Data to process:
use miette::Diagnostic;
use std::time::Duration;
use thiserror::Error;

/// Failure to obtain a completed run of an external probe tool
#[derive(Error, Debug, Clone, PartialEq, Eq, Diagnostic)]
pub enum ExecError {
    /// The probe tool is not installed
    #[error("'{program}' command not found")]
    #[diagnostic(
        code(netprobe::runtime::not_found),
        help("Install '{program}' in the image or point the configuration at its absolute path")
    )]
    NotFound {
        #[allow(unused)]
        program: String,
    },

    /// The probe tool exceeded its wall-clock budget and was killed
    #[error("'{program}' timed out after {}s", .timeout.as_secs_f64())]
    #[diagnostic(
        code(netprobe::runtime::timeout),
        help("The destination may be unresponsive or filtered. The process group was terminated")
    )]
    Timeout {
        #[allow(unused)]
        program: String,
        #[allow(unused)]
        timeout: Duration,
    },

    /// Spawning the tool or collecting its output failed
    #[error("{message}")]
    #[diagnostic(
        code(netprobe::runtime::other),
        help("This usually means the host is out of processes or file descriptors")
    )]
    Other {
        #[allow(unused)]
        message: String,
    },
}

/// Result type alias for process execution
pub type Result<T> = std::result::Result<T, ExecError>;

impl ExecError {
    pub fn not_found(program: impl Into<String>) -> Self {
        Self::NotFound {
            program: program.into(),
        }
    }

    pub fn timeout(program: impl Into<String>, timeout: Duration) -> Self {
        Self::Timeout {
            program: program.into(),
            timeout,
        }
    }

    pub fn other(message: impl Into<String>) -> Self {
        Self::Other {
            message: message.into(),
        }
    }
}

==

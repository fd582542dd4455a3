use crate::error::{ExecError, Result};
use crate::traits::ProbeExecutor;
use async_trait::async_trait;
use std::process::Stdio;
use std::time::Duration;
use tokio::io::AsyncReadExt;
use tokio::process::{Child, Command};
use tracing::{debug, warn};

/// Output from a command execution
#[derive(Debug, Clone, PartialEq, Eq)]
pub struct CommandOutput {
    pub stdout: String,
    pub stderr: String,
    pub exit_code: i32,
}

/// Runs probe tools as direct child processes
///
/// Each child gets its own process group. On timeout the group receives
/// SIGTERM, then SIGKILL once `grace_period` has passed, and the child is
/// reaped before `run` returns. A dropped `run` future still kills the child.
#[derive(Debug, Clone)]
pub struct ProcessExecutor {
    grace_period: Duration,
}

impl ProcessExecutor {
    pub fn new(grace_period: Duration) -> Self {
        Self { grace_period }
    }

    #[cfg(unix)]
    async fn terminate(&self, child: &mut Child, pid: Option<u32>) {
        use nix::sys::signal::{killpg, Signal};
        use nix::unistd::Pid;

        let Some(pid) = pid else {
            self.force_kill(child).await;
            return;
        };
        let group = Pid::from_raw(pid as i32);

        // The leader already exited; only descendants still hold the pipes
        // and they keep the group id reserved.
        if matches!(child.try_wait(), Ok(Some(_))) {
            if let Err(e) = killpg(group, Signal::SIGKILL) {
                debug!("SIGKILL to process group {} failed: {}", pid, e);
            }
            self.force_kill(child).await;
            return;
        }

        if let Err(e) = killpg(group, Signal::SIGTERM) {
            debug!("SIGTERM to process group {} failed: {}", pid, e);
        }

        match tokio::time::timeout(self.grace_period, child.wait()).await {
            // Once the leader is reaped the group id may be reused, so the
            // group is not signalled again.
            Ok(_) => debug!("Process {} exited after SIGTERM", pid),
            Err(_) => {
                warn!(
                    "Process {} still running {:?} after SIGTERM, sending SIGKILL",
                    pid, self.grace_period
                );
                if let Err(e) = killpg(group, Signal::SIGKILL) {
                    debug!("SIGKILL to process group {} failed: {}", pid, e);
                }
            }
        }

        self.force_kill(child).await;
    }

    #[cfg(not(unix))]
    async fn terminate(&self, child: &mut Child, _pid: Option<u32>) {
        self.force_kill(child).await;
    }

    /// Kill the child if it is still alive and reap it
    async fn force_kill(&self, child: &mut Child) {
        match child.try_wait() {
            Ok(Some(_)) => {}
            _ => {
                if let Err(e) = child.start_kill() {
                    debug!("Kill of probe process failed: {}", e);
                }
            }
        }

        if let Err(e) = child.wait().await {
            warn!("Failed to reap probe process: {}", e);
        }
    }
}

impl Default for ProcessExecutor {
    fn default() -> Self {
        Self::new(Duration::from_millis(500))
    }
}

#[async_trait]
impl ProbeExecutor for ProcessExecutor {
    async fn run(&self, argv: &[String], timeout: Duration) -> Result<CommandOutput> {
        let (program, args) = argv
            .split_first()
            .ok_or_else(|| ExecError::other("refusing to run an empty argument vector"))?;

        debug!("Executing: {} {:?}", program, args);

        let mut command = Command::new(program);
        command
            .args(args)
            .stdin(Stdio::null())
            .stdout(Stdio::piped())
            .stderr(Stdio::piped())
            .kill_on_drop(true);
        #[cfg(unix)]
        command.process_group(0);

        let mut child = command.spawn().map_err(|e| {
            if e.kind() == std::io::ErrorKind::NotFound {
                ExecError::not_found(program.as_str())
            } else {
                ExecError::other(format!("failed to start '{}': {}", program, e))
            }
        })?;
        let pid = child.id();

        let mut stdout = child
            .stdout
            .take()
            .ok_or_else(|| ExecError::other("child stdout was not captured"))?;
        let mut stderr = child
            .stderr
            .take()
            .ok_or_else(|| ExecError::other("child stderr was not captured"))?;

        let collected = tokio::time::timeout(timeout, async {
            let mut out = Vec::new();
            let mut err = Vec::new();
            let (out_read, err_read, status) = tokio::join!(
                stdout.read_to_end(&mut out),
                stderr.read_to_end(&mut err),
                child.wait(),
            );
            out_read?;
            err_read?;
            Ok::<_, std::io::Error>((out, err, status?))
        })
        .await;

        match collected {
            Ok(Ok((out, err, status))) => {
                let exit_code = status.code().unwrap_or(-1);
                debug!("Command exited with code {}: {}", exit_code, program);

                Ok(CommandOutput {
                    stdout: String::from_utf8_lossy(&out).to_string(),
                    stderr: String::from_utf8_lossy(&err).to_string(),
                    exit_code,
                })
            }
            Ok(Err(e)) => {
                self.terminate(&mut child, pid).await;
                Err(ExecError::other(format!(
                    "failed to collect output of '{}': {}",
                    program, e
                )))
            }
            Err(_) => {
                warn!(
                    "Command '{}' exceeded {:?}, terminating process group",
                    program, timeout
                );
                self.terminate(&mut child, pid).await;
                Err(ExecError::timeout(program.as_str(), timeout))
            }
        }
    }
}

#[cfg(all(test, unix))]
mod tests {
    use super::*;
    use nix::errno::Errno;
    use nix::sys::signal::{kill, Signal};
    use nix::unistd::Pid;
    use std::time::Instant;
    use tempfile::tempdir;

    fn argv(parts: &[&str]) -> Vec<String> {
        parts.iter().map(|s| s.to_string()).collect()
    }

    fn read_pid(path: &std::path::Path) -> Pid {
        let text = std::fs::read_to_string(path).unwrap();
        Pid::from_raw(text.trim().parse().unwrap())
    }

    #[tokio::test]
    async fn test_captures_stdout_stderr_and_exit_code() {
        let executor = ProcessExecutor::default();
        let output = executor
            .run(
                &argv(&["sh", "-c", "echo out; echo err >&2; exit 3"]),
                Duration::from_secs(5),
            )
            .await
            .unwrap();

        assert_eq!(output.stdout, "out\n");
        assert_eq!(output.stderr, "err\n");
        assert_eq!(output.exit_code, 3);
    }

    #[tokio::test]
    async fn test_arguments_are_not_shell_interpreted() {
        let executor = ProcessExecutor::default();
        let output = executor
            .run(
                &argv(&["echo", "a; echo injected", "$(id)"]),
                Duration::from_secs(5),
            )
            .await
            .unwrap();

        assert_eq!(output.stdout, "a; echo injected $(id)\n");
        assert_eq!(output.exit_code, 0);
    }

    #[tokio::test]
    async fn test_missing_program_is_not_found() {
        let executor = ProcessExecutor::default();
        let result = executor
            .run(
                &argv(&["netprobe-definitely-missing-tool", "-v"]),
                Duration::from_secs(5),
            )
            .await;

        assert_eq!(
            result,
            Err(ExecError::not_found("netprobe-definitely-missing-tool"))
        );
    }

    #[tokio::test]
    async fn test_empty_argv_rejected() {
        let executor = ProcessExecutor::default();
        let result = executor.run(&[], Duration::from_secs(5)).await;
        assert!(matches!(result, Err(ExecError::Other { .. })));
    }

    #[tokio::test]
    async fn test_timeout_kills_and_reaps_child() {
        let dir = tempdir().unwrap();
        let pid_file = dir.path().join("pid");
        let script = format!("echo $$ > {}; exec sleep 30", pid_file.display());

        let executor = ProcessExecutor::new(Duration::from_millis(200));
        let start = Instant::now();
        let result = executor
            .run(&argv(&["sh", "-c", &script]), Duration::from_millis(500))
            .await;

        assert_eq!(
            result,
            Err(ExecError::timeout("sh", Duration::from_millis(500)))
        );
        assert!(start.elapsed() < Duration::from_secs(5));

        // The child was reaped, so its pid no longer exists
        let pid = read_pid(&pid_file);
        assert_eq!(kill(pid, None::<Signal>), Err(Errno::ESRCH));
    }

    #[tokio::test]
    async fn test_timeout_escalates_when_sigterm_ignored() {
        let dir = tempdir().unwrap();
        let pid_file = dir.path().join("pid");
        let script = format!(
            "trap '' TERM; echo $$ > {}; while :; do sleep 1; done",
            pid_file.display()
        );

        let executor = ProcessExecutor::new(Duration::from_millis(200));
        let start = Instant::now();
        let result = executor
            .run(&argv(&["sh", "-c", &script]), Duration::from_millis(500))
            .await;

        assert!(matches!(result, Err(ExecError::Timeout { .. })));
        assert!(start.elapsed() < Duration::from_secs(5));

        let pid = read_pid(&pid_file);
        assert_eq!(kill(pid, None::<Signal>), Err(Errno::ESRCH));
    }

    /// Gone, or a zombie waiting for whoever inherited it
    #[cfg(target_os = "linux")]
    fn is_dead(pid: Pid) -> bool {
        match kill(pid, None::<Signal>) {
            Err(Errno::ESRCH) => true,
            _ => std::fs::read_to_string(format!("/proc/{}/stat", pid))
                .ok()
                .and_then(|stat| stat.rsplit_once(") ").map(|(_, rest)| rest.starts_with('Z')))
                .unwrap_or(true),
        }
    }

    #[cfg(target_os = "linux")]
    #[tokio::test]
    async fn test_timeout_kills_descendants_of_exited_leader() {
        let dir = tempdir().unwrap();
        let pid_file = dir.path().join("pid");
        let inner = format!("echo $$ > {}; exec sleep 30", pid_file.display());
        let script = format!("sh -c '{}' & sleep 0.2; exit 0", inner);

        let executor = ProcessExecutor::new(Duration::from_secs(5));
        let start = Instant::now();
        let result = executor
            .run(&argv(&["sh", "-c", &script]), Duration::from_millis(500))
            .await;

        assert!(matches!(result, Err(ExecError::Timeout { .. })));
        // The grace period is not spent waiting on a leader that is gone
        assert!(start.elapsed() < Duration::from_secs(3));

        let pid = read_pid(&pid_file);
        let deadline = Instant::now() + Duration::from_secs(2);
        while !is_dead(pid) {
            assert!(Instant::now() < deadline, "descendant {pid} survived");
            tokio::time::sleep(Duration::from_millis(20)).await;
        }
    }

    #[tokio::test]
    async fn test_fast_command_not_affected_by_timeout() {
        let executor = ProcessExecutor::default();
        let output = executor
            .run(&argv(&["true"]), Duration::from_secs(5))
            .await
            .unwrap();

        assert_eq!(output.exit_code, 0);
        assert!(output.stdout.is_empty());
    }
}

---

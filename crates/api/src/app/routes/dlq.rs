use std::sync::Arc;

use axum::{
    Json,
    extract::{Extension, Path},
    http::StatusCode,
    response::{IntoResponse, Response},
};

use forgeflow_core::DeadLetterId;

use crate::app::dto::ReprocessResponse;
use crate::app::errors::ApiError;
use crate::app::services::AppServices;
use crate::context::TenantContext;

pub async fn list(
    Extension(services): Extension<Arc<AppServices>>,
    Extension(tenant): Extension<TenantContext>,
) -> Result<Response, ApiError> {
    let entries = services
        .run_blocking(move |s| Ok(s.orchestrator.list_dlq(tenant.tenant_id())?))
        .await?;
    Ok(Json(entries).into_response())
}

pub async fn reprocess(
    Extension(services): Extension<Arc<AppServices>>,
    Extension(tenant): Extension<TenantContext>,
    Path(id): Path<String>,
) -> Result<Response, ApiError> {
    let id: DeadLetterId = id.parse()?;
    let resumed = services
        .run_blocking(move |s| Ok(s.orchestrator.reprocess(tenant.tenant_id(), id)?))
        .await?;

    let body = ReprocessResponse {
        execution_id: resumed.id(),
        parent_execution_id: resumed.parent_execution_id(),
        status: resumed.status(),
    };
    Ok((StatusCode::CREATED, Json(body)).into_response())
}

Task requirements:
Look through the entries above. Copy each line in which the string "runtime" occurs.

Your response:
        code(netprobe::runtime::not_found),
        code(netprobe::runtime::timeout),
        code(netprobe::runtime::other),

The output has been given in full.